◆ PROVIDED DATA:
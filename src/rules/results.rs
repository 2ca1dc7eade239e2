//! # Scan Result Structures
//!
//! This module defines the closed taxonomy used by the violation scanner.
//!
//! ## Overview
//!
//! - [`Severity`] - Violation severity levels (Low, Medium, High, Critical)
//! - [`Category`] - Fixed violation categories
//! - [`ScanHit`] - A single detector hit at a line of a file
//!
//! ## Examples
//!
//! ```rust
//! use complyscan::rules::{Category, ScanHit, Severity};
//!
//! let hit = ScanHit::new(
//!     "IMP001",
//!     12,
//!     Category::ForbiddenImports,
//!     Severity::High,
//!     "Import of forbidden package 'tensorflow'",
//! );
//! assert_eq!(hit.category.as_str(), "forbidden_imports");
//! ```

use serde::{Deserialize, Serialize};
use std::fmt;

/// Severity levels for violations.
///
/// Ordered from least to most urgent, so `Severity::Critical > Severity::Low`.
///
/// # Examples
///
/// ```rust
/// use complyscan::rules::Severity;
///
/// assert_eq!(Severity::from_string("HIGH"), Some(Severity::High));
/// assert!(Severity::Critical > Severity::Medium);
/// ```
#[derive(Debug, Clone, Copy, PartialEq, Eq, PartialOrd, Ord, Hash, Serialize, Deserialize)]
#[serde(rename_all = "lowercase")]
pub enum Severity {
    /// Style and hygiene issues.
    Low,
    /// Issues that should be addressed before release.
    Medium,
    /// Policy breaches such as undeclared dependencies.
    High,
    /// Exploitable issues such as dynamic code evaluation.
    Critical,
}

impl Severity {
    /// All severities, most urgent first
    pub const ALL: [Severity; 4] = [
        Severity::Critical,
        Severity::High,
        Severity::Medium,
        Severity::Low,
    ];

    pub fn from_string(s: &str) -> Option<Self> {
        match s.trim().to_lowercase().as_str() {
            "low" => Some(Self::Low),
            "medium" => Some(Self::Medium),
            "high" => Some(Self::High),
            "critical" => Some(Self::Critical),
            _ => None,
        }
    }

    pub fn as_str(&self) -> &'static str {
        match self {
            Self::Low => "low",
            Self::Medium => "medium",
            Self::High => "high",
            Self::Critical => "critical",
        }
    }
}

impl fmt::Display for Severity {
    fn fmt(&self, f: &mut fmt::Formatter<'_>) -> fmt::Result {
        f.write_str(self.as_str())
    }
}

/// Fixed violation taxonomy.
#[derive(Debug, Clone, Copy, PartialEq, Eq, Hash, Serialize, Deserialize)]
#[serde(rename_all = "snake_case")]
pub enum Category {
    ForbiddenImports,
    HardcodedValues,
    Authentication,
    General,
    ErrorHandling,
    Security,
    CodeQuality,
    Indentation,
    Syntax,
    DebugCode,
    MagicNumbers,
    NamingConventions,
}

impl Category {
    pub const ALL: [Category; 12] = [
        Category::ForbiddenImports,
        Category::HardcodedValues,
        Category::Authentication,
        Category::General,
        Category::ErrorHandling,
        Category::Security,
        Category::CodeQuality,
        Category::Indentation,
        Category::Syntax,
        Category::DebugCode,
        Category::MagicNumbers,
        Category::NamingConventions,
    ];

    pub fn as_str(&self) -> &'static str {
        match self {
            Self::ForbiddenImports => "forbidden_imports",
            Self::HardcodedValues => "hardcoded_values",
            Self::Authentication => "authentication",
            Self::General => "general",
            Self::ErrorHandling => "error_handling",
            Self::Security => "security",
            Self::CodeQuality => "code_quality",
            Self::Indentation => "indentation",
            Self::Syntax => "syntax",
            Self::DebugCode => "debug_code",
            Self::MagicNumbers => "magic_numbers",
            Self::NamingConventions => "naming_conventions",
        }
    }

    pub fn from_string(s: &str) -> Option<Self> {
        Self::ALL.into_iter().find(|c| c.as_str() == s)
    }
}

impl fmt::Display for Category {
    fn fmt(&self, f: &mut fmt::Formatter<'_>) -> fmt::Result {
        f.write_str(self.as_str())
    }
}

/// A single detector hit produced by the scanner.
///
/// Hits carry no file or audit identity; the orchestrator attaches those
/// when persisting them as violations.
#[derive(Debug, Clone, PartialEq, Eq, Serialize)]
pub struct ScanHit {
    /// Identifier of the detector rule (e.g. "IMP001")
    pub rule_id: &'static str,

    /// 1-based line number
    pub line_number: usize,

    pub category: Category,

    pub severity: Severity,

    /// Human-readable description of the hit
    pub description: String,
}

impl ScanHit {
    pub fn new(
        rule_id: &'static str,
        line_number: usize,
        category: Category,
        severity: Severity,
        description: impl Into<String>,
    ) -> Self {
        Self {
            rule_id,
            line_number,
            category,
            severity,
            description: description.into(),
        }
    }
}

#[cfg(test)]
mod tests {
    use super::*;

    #[test]
    fn test_severity_from_string() {
        assert_eq!(Severity::from_string("low"), Some(Severity::Low));
        assert_eq!(Severity::from_string("Medium"), Some(Severity::Medium));
        assert_eq!(Severity::from_string(" high "), Some(Severity::High));
        assert_eq!(Severity::from_string("CRITICAL"), Some(Severity::Critical));

        assert_eq!(Severity::from_string("warning"), None);
        assert_eq!(Severity::from_string(""), None);
    }

    #[test]
    fn test_severity_ordering() {
        assert!(Severity::Critical > Severity::High);
        assert!(Severity::High > Severity::Medium);
        assert!(Severity::Medium > Severity::Low);
    }

    #[test]
    fn test_category_names_round_trip() {
        for category in Category::ALL {
            assert_eq!(Category::from_string(category.as_str()), Some(category));
        }
        assert_eq!(Category::from_string("unknown"), None);
    }

    #[test]
    fn test_category_serializes_snake_case() {
        let json = serde_json::to_string(&Category::ForbiddenImports).unwrap();
        assert_eq!(json, "\"forbidden_imports\"");
        let json = serde_json::to_string(&Severity::Critical).unwrap();
        assert_eq!(json, "\"critical\"");
    }
}
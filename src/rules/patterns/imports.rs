//! Import statement recognition for Python and JavaScript sources

use lazy_static::lazy_static;
use regex::Regex;

lazy_static! {
    static ref PY_IMPORT: Regex = Regex::new(r"^\s*import\s+([\w.]+(?:\s+as\s+\w+)?(?:\s*,\s*[\w.]+(?:\s+as\s+\w+)?)*)\s*(?:#.*)?$").unwrap();
    static ref PY_FROM_IMPORT: Regex = Regex::new(r"^\s*from\s+(\.*)([\w.]*)\s+import\s+(.+)$").unwrap();
    static ref JS_IMPORT: Regex = Regex::new(r#"^\s*import\s+(?:[\w*{}\s,$]+\s+from\s+)?['"]([^'"]+)['"]"#).unwrap();
    static ref JS_REQUIRE: Regex = Regex::new(r#"\brequire\(\s*['"]([^'"]+)['"]\s*\)"#).unwrap();
}

/// Source syntax an import was written in
#[derive(Debug, Clone, Copy, PartialEq, Eq)]
pub enum ImportSyntax {
    Python,
    JavaScript,
}

/// A recognized import statement
#[derive(Debug, Clone, PartialEq, Eq)]
pub struct ImportStatement {
    pub syntax: ImportSyntax,
    /// Full module paths as written (`os.path`, `@scope/pkg/sub`)
    pub modules: Vec<String>,
    /// Names pulled from the module by `from x import a, b`
    pub names: Vec<String>,
    /// Relative import (`from . import x`, `./util`)
    pub relative: bool,
}

impl ImportStatement {
    /// Top-level package of each module (`os.path` → `os`, `@scope/pkg/x` → `@scope/pkg`)
    pub fn top_level_modules(&self) -> Vec<String> {
        let mut tops: Vec<String> = Vec::new();
        for module in &self.modules {
            let top = top_level(module, self.syntax);
            if !top.is_empty() && !tops.contains(&top) {
                tops.push(top);
            }
        }
        tops
    }
}

fn top_level(module: &str, syntax: ImportSyntax) -> String {
    match syntax {
        ImportSyntax::Python => module.split('.').next().unwrap_or(module).to_string(),
        ImportSyntax::JavaScript => {
            let mut parts = module.split('/');
            match (parts.next(), parts.next()) {
                (Some(scope), Some(name)) if scope.starts_with('@') => format!("{scope}/{name}"),
                (Some(first), _) => first.to_string(),
                _ => module.to_string(),
            }
        }
    }
}

/// Recognize an import statement on a single line.
pub fn parse_import(line: &str) -> Option<ImportStatement> {
    if let Some(caps) = JS_IMPORT.captures(line) {
        let module = caps[1].to_string();
        let relative = module.starts_with('.') || module.starts_with('/');
        return Some(ImportStatement {
            syntax: ImportSyntax::JavaScript,
            modules: vec![module],
            names: Vec::new(),
            relative,
        });
    }

    if let Some(caps) = PY_FROM_IMPORT.captures(line) {
        let dots = &caps[1];
        let module = caps[2].to_string();
        let names = caps[3]
            .split('#')
            .next()
            .unwrap_or_default()
            .split(',')
            .map(|n| {
                n.trim_matches(|c: char| c == '(' || c == ')' || c.is_whitespace())
                    .split_whitespace()
                    .next()
                    .unwrap_or_default()
                    .to_string()
            })
            .filter(|n| !n.is_empty())
            .collect();
        return Some(ImportStatement {
            syntax: ImportSyntax::Python,
            modules: if module.is_empty() {
                Vec::new()
            } else {
                vec![module]
            },
            names,
            relative: !dots.is_empty(),
        });
    }

    if let Some(caps) = PY_IMPORT.captures(line) {
        let modules = caps[1]
            .split(',')
            .filter_map(|part| part.split_whitespace().next())
            .map(str::to_string)
            .collect();
        return Some(ImportStatement {
            syntax: ImportSyntax::Python,
            modules,
            names: Vec::new(),
            relative: false,
        });
    }

    if let Some(caps) = JS_REQUIRE.captures(line) {
        let module = caps[1].to_string();
        let relative = module.starts_with('.') || module.starts_with('/');
        return Some(ImportStatement {
            syntax: ImportSyntax::JavaScript,
            modules: vec![module],
            names: Vec::new(),
            relative,
        });
    }

    None
}

#[cfg(test)]
mod tests {
    use super::*;
    use pretty_assertions::assert_eq;

    #[test]
    fn test_python_plain_import() {
        let stmt = parse_import("import os, sys as system, os.path").unwrap();
        assert_eq!(stmt.syntax, ImportSyntax::Python);
        assert_eq!(stmt.modules, vec!["os", "sys", "os.path"]);
        assert_eq!(stmt.top_level_modules(), vec!["os", "sys"]);
        assert!(!stmt.relative);
    }

    #[test]
    fn test_python_import_alias() {
        let stmt = parse_import("import tensorflow as tf  # model").unwrap();
        assert_eq!(stmt.top_level_modules(), vec!["tensorflow"]);
    }

    #[test]
    fn test_python_from_import() {
        let stmt = parse_import("from sklearn.model_selection import (train_test_split, KFold)").unwrap();
        assert_eq!(stmt.modules, vec!["sklearn.model_selection"]);
        assert_eq!(stmt.names, vec!["train_test_split", "KFold"]);
        assert_eq!(stmt.top_level_modules(), vec!["sklearn"]);
    }

    #[test]
    fn test_python_relative_import() {
        let stmt = parse_import("from . import views").unwrap();
        assert!(stmt.relative);
        assert!(stmt.modules.is_empty());
        assert_eq!(stmt.names, vec!["views"]);

        let stmt = parse_import("from ..models import User as U").unwrap();
        assert!(stmt.relative);
        assert_eq!(stmt.names, vec!["User"]);
    }

    #[test]
    fn test_javascript_imports() {
        let stmt = parse_import("import React, { useState } from 'react';").unwrap();
        assert_eq!(stmt.syntax, ImportSyntax::JavaScript);
        assert_eq!(stmt.top_level_modules(), vec!["react"]);

        let stmt = parse_import("import '@scope/widgets/button.css';").unwrap();
        assert_eq!(stmt.top_level_modules(), vec!["@scope/widgets"]);

        let stmt = parse_import("const fs = require('fs');").unwrap();
        assert_eq!(stmt.top_level_modules(), vec!["fs"]);

        let stmt = parse_import("import { helper } from './helper';").unwrap();
        assert!(stmt.relative);
    }

    #[test]
    fn test_non_imports() {
        assert!(parse_import("# import os").is_none());
        assert!(parse_import("important = True").is_none());
        assert!(parse_import("x = 'import os'").is_none());
        assert!(parse_import("").is_none());
    }
}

◆ ASSIGNED TASK:
Once you have read the entries above, state how many of their lines include "urgent", giving the number alone.

◆ EXPECTED ANSWER:
2